It is often wrongly assumed that SBPM can give an assessment of a patient’s true BP approximating to daytime ABPM, whereas the reality is that, to obtain a BP profile that equates to ABPM, it is necessary to adhere to a comprehensive schedule of SBPM requiring the patient to perform SBPM over several days. Although there have been calls for limiting the number of SBPM readings in clinical practice,9 there is general support for the recommendation of the European Society of Hypertension Working Party on Blood Pressure Monitoring2 for daily duplicate morning and evening SBPM measurements on 7 days, with the first-day readings being discarded and the remaining measurements averaged.10–12 From the convenience viewpoint, the 2 methodologies for providing out-of-office BP make distinctly different demands on the patient. To obtain meaningful SBPM, the patient must be prepared to make multiple measurements over 7 days, whereas with ABPM, the patient is required to have multiple measurements over 1 day, with the added advantage of the nocturnal BP being available for analysis.

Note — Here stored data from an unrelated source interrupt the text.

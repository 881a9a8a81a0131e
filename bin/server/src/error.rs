//! Error types for the server.
//!
//! Handlers return [`ApiError`]; its `IntoResponse` impl picks the status
//! code and keeps internal details out of the response body. Startup
//! failures are [`StartupError`]s wrapped in a rootcause report.

use axum::Json;
use axum::http::StatusCode;
use axum::response::{IntoResponse, Response};
use flowmentor_workflow::RunnerError;
use serde_json::json;
use std::fmt;

/// Errors surfaced by the workflow API.
#[derive(Debug)]
pub enum ApiError {
    /// No workflow is registered under this kind.
    UnknownKind { kind: String },
    /// No run with this ID exists.
    RunNotFound { run_id: String },
    /// The request could not be understood.
    BadRequest { reason: String },
    /// The input names a different user than the request.
    UserMismatch { requested: String, input: String },
    /// Something failed on our side.
    Internal { details: String },
}

impl fmt::Display for ApiError {
    fn fmt(&self, f: &mut fmt::Formatter<'_>) -> fmt::Result {
        match self {
            Self::UnknownKind { kind } => write!(f, "unknown workflow kind '{kind}'"),
            Self::RunNotFound { run_id } => write!(f, "workflow run '{run_id}' not found"),
            Self::BadRequest { reason } => write!(f, "bad request: {reason}"),
            Self::UserMismatch { requested, input } => write!(
                f,
                "input user_id {input} does not match requested user '{requested}'"
            ),
            Self::Internal { details } => write!(f, "internal error: {details}"),
        }
    }
}

impl std::error::Error for ApiError {}

impl ApiError {
    fn status(&self) -> StatusCode {
        match self {
            Self::UnknownKind { .. } | Self::RunNotFound { .. } => StatusCode::NOT_FOUND,
            Self::BadRequest { .. } => StatusCode::BAD_REQUEST,
            Self::UserMismatch { .. } => StatusCode::UNPROCESSABLE_ENTITY,
            Self::Internal { .. } => StatusCode::INTERNAL_SERVER_ERROR,
        }
    }
}

impl From<RunnerError> for ApiError {
    fn from(e: RunnerError) -> Self {
        match e {
            RunnerError::UnknownWorkflowKind { kind } => Self::UnknownKind { kind },
            RunnerError::RunNotFound { run_id } => Self::RunNotFound {
                run_id: run_id.to_string(),
            },
            other => Self::Internal {
                details: other.to_string(),
            },
        }
    }
}

impl IntoResponse for ApiError {
    fn into_response(self) -> Response {
        let status = self.status();
        let message = match &self {
            Self::Internal { details } => {
                tracing::error!(%details, "request failed");
                "internal server error".to_string()
            }
            other => other.to_string(),
        };
        (status, Json(json!({ "error": message }))).into_response()
    }
}

/// Errors that stop the server from starting or serving.
#[derive(Debug)]
pub enum StartupError {
    /// Configuration was missing or invalid.
    Config { reason: String },
    /// The database could not be reached or migrated.
    Database { reason: String },
    /// Unfinished runs could not be restored.
    Recovery { reason: String },
    /// The scheduler triggers could not be built.
    Triggers { reason: String },
    /// The listener could not be bound or failed while serving.
    Serve { reason: String },
}

impl fmt::Display for StartupError {
    fn fmt(&self, f: &mut fmt::Formatter<'_>) -> fmt::Result {
        match self {
            Self::Config { reason } => write!(f, "invalid configuration: {reason}"),
            Self::Database { reason } => write!(f, "database setup failed: {reason}"),
            Self::Recovery { reason } => write!(f, "recovering workflow runs failed: {reason}"),
            Self::Triggers { reason } => write!(f, "building scheduled triggers failed: {reason}"),
            Self::Serve { reason } => write!(f, "server error: {reason}"),
        }
    }
}

impl std::error::Error for StartupError {}
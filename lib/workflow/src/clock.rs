//! Time source for the runner and executor.
//!
//! Timer deadlines and event timestamps come from a [`Clock`] so tests can
//! drive workflow time by hand.

use chrono::{DateTime, Duration, Utc};
use std::fmt;
use std::sync::{Mutex, PoisonError};

/// Source of the current time.
pub trait Clock: Send + Sync + fmt::Debug {
    /// Returns the current time.
    fn now(&self) -> DateTime<Utc>;
}

/// Wall-clock time.
#[derive(Debug, Clone, Copy, Default)]
pub struct SystemClock;

impl Clock for SystemClock {
    fn now(&self) -> DateTime<Utc> {
        Utc::now()
    }
}

/// Clock that only moves when told to.
#[derive(Debug)]
pub struct ManualClock {
    now: Mutex<DateTime<Utc>>,
}

impl ManualClock {
    /// Creates a clock frozen at `start`.
    #[must_use]
    pub fn new(start: DateTime<Utc>) -> Self {
        Self {
            now: Mutex::new(start),
        }
    }

    /// Moves the clock forward.
    pub fn advance(&self, by: Duration) {
        let mut now = self.now.lock().unwrap_or_else(PoisonError::into_inner);
        *now += by;
    }

    /// Sets the clock to an absolute time.
    pub fn set(&self, to: DateTime<Utc>) {
        *self.now.lock().unwrap_or_else(PoisonError::into_inner) = to;
    }
}

impl Clock for ManualClock {
    fn now(&self) -> DateTime<Utc> {
        *self.now.lock().unwrap_or_else(PoisonError::into_inner)
    }
}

Another fundamental difference between SBPM and ABPM is that the physician must trust patient compliance to the SBPM regimen, whereas with ABPM the physician controls the procedure, and the {approx}50 BP measurements obtained over the 24-hour period are recorded and stored. Importantly, as will be seen from the Table, ABPM provides a wealth of information that cannot be derived from SBPM, and although much of these data may only be required for research, the provision of daytime and nighttime BP with ABPM is generally considered to make ABPM indispensable to good clinical practice.1,2,12–14

The use of ABPM and SBPM is recommended by several national and international guidelines for the management of hypertension in Europe and the United States.2,15 The exclusion of white coat hypertension is accepted by most guidelines as being a definitive indication for ABPM, but in the absence of any clinical characteristics to indicate when white coat hypertension is present, it is difficult not to agree with the view expressed by the European Society of Hypertension that patients in whom a diagnosis of hypertension is being contemplated based on an elevated OBPM should have ABPM to exclude white coat hypertension.16


*    Can Electronic Transmission of Data Facilitate the Use of Out-of-Office BP in Primary Care?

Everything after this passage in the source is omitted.